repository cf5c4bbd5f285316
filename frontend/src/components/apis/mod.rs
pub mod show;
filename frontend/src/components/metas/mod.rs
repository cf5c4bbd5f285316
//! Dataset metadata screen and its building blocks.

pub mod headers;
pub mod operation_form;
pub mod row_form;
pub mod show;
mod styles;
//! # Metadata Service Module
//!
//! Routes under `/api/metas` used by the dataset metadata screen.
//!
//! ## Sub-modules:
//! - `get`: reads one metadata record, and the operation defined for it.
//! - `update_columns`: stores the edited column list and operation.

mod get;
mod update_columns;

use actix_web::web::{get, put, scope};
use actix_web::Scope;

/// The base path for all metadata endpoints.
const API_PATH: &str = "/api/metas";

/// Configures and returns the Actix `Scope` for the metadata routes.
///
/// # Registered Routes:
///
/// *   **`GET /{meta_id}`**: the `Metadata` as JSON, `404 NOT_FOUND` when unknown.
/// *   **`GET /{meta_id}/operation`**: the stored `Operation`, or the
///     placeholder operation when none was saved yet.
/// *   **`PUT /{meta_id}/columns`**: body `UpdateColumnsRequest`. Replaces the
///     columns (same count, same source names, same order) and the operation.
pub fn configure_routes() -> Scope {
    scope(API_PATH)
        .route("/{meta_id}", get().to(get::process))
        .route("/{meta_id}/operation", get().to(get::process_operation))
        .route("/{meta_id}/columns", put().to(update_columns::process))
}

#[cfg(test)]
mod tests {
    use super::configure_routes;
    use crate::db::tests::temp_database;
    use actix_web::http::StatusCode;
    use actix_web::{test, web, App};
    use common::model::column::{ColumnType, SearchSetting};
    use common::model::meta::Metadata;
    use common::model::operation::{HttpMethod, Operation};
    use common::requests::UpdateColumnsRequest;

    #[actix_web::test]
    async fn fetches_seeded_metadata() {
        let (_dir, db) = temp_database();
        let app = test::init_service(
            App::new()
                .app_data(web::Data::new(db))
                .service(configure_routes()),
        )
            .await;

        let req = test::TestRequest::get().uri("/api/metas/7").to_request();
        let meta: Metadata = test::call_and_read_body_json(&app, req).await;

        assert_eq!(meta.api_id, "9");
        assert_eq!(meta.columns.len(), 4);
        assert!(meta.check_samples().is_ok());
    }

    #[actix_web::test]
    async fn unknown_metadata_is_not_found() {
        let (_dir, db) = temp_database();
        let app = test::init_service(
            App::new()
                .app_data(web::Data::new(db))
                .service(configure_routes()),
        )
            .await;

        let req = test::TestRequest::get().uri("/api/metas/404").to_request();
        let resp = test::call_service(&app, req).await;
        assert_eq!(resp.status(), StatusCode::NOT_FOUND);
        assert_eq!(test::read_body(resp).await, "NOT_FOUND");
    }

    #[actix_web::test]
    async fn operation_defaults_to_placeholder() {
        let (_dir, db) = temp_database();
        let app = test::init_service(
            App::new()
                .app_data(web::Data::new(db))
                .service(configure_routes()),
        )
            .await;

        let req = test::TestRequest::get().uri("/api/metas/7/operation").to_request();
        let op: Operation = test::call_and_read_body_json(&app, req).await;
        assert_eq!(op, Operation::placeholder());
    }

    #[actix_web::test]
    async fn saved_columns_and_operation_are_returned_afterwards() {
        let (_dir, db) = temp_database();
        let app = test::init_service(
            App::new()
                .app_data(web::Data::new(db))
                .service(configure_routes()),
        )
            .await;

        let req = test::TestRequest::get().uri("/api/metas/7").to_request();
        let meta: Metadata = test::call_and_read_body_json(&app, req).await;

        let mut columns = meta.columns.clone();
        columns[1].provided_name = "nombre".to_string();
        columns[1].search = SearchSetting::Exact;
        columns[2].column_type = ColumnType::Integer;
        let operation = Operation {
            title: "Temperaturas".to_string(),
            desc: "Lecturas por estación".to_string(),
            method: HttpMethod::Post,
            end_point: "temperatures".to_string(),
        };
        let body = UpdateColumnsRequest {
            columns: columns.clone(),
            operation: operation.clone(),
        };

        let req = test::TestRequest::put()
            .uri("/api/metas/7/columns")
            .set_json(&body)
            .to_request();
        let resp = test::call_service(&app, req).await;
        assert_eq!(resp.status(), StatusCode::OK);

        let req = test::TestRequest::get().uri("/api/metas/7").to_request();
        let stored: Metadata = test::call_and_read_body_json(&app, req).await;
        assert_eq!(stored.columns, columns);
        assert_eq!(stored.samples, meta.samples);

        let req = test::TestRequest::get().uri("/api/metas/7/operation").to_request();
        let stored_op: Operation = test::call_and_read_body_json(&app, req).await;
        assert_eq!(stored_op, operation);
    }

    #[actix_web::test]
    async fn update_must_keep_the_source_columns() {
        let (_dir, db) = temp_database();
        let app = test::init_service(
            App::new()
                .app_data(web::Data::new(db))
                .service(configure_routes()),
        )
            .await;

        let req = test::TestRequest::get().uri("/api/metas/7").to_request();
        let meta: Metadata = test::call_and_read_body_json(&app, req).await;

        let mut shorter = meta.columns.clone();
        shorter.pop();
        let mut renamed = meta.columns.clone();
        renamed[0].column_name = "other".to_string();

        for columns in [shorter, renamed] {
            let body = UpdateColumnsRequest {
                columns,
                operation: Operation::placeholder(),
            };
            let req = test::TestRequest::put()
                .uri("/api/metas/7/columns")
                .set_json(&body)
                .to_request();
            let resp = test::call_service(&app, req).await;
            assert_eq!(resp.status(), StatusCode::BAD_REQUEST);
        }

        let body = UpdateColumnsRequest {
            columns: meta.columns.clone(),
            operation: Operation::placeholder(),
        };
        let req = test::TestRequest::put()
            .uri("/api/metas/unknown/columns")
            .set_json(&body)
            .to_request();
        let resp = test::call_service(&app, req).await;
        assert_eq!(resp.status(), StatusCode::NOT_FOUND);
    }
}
========================
* TASK OBJECTIVE: Pull out every line of the records that includes the string "filename".

* ANSWER SECTION:
filename frontend/src/components/apis/mod.rs
filename frontend/src/components/metas/mod.rs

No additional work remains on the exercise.